● **Exercise directions**: Take every line from the listing below that contains "anyhow".

::: Supplied data

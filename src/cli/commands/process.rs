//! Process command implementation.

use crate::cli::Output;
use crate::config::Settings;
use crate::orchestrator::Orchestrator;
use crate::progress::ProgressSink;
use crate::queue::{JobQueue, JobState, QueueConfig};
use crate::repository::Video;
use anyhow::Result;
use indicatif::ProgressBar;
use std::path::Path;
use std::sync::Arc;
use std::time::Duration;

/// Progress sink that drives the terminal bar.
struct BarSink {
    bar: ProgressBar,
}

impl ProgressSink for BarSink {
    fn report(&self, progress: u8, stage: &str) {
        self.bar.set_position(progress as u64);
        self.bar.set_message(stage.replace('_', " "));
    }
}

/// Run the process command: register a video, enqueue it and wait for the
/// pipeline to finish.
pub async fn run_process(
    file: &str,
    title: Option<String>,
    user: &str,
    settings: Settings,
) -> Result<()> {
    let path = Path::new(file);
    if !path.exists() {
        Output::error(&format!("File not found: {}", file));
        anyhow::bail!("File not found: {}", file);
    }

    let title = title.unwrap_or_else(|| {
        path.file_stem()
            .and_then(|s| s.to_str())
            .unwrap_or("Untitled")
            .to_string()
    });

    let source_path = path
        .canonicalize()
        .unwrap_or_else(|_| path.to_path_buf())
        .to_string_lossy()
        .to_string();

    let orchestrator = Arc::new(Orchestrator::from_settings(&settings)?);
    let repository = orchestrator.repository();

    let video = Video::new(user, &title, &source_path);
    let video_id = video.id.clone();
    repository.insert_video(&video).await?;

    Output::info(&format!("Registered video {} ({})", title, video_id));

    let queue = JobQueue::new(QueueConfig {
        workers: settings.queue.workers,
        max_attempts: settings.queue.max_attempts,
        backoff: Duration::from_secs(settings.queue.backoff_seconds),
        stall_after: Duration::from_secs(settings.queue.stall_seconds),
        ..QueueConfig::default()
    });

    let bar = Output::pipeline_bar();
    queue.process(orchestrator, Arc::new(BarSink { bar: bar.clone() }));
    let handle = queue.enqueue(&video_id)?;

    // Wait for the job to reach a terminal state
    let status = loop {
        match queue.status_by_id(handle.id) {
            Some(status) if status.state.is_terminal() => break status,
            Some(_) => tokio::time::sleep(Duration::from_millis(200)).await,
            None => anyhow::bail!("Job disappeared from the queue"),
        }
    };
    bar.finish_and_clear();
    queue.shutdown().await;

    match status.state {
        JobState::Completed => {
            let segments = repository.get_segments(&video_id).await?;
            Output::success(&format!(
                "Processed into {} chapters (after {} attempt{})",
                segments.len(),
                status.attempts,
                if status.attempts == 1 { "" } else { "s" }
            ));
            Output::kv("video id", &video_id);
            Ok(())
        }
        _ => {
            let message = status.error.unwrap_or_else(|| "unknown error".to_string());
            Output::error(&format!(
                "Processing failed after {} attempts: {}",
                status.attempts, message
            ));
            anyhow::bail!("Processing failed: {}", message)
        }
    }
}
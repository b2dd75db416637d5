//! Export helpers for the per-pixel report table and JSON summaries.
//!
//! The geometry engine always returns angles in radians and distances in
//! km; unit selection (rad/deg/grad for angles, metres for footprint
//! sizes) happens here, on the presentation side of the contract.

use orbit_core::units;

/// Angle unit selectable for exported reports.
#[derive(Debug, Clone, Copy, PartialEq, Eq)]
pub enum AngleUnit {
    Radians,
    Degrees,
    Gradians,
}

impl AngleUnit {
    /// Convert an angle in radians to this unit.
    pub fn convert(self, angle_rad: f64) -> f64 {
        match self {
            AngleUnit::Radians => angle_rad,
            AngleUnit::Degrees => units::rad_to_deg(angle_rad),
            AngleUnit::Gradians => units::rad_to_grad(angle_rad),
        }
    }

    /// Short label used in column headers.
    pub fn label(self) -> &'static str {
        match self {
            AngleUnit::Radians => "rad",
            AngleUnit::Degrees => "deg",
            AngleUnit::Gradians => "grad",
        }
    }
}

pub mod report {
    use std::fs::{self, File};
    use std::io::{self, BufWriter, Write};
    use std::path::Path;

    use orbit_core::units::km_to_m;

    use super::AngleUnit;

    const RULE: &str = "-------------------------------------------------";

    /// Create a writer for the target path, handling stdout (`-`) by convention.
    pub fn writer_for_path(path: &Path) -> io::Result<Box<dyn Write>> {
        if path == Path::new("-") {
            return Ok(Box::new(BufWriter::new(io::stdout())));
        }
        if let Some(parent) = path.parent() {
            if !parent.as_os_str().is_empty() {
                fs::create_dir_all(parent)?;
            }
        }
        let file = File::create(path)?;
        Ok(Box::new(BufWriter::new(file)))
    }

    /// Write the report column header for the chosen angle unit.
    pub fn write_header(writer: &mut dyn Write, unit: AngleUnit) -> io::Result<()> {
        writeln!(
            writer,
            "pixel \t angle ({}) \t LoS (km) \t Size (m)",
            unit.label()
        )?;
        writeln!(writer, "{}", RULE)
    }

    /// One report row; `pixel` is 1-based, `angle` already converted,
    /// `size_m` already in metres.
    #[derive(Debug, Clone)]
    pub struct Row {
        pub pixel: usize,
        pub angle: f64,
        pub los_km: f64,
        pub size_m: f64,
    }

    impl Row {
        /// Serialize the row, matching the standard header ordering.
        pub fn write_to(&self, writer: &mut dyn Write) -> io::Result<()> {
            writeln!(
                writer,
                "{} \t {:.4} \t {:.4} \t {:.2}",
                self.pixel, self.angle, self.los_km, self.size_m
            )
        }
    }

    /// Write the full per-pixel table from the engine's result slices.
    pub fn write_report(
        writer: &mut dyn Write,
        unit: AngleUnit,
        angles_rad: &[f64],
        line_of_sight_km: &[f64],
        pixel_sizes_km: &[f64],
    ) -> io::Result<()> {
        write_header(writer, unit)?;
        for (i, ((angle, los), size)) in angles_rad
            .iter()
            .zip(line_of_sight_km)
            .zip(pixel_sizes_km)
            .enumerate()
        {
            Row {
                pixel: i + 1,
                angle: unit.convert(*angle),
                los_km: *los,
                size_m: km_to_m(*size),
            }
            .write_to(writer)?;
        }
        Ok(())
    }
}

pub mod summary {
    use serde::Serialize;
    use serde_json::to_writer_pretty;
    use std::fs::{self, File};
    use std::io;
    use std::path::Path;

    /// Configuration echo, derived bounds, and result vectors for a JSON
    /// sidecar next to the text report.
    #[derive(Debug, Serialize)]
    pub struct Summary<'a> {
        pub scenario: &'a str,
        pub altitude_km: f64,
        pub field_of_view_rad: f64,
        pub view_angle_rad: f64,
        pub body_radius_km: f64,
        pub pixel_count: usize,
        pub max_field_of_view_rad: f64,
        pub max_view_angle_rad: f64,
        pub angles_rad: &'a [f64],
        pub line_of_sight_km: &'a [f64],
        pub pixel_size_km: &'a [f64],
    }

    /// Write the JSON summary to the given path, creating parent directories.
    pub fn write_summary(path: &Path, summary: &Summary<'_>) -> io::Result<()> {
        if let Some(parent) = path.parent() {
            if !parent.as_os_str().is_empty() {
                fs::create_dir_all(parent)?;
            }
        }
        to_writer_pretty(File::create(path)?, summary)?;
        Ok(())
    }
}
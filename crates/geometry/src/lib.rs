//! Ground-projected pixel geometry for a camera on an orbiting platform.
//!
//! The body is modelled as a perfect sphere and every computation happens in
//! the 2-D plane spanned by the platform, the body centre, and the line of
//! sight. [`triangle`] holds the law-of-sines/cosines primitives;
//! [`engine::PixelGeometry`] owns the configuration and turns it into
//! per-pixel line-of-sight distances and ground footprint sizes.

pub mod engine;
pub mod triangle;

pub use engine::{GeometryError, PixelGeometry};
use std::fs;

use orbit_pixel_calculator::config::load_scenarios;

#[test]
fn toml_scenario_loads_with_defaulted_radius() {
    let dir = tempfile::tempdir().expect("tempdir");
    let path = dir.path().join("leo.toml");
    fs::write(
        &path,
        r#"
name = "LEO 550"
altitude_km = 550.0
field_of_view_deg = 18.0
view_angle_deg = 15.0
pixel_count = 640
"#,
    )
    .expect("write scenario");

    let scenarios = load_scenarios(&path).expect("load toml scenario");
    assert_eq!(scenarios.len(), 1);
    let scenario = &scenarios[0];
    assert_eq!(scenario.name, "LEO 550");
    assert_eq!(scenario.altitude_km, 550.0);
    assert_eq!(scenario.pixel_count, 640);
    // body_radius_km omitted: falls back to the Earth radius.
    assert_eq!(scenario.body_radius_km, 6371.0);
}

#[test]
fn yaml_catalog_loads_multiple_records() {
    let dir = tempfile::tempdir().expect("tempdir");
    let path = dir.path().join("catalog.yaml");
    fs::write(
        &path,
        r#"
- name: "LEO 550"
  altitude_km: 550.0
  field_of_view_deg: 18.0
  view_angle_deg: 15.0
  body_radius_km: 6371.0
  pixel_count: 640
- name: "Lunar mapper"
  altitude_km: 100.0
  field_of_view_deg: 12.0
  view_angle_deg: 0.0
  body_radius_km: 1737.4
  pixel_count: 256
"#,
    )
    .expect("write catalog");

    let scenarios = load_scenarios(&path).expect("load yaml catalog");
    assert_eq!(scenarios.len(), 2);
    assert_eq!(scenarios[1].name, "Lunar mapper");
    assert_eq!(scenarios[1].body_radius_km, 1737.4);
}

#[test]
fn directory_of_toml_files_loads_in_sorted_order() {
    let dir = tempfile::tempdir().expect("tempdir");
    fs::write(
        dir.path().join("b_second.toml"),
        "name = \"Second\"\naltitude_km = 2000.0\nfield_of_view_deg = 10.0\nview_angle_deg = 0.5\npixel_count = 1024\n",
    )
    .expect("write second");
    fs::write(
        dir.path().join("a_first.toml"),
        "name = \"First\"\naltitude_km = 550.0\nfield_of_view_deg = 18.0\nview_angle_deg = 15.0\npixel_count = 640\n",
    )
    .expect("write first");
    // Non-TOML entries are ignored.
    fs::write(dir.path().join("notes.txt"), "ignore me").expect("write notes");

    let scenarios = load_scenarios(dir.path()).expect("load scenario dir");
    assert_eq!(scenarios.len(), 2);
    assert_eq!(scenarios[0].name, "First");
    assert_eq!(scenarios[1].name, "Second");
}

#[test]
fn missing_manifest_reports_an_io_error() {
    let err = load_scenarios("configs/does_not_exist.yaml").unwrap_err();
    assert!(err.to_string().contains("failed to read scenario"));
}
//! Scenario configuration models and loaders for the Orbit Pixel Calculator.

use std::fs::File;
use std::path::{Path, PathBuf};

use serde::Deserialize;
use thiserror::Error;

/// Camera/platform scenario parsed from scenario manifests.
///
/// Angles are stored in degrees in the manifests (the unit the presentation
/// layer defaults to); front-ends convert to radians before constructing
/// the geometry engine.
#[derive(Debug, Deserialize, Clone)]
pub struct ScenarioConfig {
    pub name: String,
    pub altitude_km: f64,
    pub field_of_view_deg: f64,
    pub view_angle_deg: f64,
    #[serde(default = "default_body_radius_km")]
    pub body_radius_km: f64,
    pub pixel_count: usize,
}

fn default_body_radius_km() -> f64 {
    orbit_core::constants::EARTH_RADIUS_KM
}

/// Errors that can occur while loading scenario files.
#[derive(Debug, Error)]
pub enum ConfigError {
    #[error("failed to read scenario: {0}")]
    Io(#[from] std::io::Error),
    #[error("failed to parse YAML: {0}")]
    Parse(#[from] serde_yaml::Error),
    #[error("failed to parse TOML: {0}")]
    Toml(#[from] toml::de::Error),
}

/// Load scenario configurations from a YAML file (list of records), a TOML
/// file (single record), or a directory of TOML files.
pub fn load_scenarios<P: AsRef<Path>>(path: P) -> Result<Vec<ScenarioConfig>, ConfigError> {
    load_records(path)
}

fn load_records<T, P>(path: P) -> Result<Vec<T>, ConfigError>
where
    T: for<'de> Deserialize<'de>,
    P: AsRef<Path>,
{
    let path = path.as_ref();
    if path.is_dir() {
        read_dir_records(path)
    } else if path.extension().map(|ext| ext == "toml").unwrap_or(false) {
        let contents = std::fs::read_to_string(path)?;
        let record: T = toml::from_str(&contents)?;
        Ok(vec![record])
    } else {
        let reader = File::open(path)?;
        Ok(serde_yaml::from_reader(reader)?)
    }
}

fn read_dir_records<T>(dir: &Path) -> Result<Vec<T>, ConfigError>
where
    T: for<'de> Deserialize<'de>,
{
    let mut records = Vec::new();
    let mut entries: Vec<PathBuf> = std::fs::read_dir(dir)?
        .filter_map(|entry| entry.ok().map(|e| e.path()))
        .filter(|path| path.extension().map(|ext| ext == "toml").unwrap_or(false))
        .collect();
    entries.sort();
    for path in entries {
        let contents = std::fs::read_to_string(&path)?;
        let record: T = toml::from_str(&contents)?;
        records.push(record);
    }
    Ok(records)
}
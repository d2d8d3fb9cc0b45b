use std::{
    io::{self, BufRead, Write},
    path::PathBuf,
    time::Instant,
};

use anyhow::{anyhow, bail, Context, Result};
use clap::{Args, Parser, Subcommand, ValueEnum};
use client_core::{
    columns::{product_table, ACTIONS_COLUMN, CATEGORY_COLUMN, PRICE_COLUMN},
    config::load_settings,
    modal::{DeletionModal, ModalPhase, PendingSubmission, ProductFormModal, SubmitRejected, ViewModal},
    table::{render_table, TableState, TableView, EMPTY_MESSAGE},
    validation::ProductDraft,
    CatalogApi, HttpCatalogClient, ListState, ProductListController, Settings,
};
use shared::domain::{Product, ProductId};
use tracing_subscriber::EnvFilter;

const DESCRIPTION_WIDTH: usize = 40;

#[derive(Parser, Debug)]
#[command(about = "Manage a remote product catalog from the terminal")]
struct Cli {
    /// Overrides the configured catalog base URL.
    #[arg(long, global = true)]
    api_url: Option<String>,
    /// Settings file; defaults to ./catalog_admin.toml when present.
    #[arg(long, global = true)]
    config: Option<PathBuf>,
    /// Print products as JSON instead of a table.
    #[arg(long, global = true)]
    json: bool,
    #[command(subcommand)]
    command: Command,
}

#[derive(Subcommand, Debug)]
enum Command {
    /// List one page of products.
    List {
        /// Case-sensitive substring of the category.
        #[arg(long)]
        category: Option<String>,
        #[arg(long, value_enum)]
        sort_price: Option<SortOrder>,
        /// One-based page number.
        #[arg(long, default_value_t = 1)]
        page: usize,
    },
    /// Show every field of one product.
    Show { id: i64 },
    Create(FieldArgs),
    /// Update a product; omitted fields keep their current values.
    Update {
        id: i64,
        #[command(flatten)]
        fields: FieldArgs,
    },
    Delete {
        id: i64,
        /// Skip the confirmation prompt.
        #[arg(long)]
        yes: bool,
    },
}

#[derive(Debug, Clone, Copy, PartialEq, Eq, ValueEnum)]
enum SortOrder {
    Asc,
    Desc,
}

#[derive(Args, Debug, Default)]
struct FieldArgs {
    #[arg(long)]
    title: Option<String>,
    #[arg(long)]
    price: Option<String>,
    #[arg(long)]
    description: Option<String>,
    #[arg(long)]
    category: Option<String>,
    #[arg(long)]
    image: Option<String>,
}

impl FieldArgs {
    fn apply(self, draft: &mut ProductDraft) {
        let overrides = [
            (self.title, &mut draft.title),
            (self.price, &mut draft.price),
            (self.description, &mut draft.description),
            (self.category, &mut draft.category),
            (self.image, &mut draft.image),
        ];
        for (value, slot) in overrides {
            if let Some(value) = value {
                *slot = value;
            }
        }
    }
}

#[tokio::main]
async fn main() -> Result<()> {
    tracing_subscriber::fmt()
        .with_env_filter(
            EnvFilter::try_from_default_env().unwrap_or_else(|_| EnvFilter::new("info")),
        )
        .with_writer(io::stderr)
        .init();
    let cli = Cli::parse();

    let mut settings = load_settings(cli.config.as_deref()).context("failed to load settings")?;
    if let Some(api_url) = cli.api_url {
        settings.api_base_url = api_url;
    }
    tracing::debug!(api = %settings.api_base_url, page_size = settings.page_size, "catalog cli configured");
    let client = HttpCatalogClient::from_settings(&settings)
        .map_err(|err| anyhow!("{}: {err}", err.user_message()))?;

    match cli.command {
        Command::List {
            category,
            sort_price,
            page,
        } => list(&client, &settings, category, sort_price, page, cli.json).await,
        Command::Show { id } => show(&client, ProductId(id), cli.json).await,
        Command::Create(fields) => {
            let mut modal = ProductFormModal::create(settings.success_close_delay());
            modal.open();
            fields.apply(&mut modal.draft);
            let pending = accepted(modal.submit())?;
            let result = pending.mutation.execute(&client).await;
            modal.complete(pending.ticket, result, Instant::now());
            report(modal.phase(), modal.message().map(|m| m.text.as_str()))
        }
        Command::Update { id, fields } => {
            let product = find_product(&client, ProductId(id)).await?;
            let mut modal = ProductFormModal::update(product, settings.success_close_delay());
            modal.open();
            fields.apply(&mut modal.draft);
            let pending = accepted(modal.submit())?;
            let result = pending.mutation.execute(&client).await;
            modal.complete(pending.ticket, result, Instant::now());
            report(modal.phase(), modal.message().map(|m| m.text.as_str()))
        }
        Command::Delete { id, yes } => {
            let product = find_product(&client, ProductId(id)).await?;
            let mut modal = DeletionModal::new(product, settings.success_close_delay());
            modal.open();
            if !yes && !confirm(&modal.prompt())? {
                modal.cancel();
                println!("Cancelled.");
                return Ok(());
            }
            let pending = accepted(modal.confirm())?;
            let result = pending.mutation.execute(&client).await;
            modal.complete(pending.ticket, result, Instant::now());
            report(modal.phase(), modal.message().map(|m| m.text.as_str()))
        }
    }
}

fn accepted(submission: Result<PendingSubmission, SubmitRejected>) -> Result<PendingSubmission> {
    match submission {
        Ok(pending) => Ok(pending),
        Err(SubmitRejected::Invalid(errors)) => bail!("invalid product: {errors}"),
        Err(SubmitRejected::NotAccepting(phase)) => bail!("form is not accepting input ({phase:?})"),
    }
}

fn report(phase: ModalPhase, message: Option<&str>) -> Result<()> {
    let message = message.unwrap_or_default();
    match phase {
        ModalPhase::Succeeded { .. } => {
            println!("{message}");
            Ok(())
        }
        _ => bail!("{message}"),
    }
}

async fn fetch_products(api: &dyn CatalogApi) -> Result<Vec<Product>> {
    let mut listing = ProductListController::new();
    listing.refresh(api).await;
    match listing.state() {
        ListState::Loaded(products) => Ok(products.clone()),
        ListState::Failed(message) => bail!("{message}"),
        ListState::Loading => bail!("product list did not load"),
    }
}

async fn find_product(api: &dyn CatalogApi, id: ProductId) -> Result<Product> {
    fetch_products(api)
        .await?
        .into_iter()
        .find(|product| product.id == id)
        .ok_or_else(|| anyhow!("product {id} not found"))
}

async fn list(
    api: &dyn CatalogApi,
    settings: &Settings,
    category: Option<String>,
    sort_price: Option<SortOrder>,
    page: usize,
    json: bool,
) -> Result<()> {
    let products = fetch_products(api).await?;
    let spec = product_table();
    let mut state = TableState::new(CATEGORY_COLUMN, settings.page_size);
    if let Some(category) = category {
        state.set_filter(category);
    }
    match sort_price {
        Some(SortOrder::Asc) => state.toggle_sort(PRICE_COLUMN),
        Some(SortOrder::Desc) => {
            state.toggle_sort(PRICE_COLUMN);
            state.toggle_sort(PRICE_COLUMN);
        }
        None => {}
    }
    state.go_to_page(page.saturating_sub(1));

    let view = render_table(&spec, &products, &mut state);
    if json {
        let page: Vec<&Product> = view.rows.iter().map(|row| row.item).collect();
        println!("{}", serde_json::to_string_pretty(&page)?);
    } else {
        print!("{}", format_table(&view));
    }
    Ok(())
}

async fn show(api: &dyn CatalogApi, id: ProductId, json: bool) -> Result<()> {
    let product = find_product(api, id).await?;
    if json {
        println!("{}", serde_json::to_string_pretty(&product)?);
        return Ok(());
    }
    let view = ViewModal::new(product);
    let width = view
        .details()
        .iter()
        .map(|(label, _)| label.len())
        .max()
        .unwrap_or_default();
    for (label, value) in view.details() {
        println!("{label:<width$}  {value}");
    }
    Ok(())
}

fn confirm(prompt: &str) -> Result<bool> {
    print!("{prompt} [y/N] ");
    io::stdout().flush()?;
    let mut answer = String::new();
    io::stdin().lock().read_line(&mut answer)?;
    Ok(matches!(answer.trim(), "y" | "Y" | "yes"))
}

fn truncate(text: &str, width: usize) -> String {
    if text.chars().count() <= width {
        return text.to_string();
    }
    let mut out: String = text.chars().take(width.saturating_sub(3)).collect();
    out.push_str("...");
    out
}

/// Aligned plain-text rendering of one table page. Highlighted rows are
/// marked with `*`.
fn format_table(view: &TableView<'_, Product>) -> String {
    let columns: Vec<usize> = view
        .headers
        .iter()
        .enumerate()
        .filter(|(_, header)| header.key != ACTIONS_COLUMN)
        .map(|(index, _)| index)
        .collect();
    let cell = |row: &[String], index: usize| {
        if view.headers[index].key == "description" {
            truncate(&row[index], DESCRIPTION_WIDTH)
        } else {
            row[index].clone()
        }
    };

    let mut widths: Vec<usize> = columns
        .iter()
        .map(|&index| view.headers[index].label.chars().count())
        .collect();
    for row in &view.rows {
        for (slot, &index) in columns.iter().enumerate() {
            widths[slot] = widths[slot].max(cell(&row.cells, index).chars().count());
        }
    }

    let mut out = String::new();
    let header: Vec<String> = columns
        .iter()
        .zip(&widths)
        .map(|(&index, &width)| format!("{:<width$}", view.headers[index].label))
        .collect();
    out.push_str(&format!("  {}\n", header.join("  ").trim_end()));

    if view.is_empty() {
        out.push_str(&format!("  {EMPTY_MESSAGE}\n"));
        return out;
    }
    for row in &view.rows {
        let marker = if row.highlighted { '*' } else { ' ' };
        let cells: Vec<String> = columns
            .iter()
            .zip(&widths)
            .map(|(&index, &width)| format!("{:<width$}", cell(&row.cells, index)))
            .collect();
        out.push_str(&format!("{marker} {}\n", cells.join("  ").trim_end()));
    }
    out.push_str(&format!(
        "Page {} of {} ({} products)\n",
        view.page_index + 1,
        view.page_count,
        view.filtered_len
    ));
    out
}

::::::

● **Answer for this exercise**:
use anyhow::Result;
        anyhow::bail!("File not found: {}", file);
            None => anyhow::bail!("Job disappeared from the queue"),
            anyhow::bail!("Processing failed: {}", message)
use anyhow::{anyhow, bail, Context, Result};
        .map_err(|err| anyhow!("{}: {err}", err.user_message()))?;
        .ok_or_else(|| anyhow!("product {id} not found"))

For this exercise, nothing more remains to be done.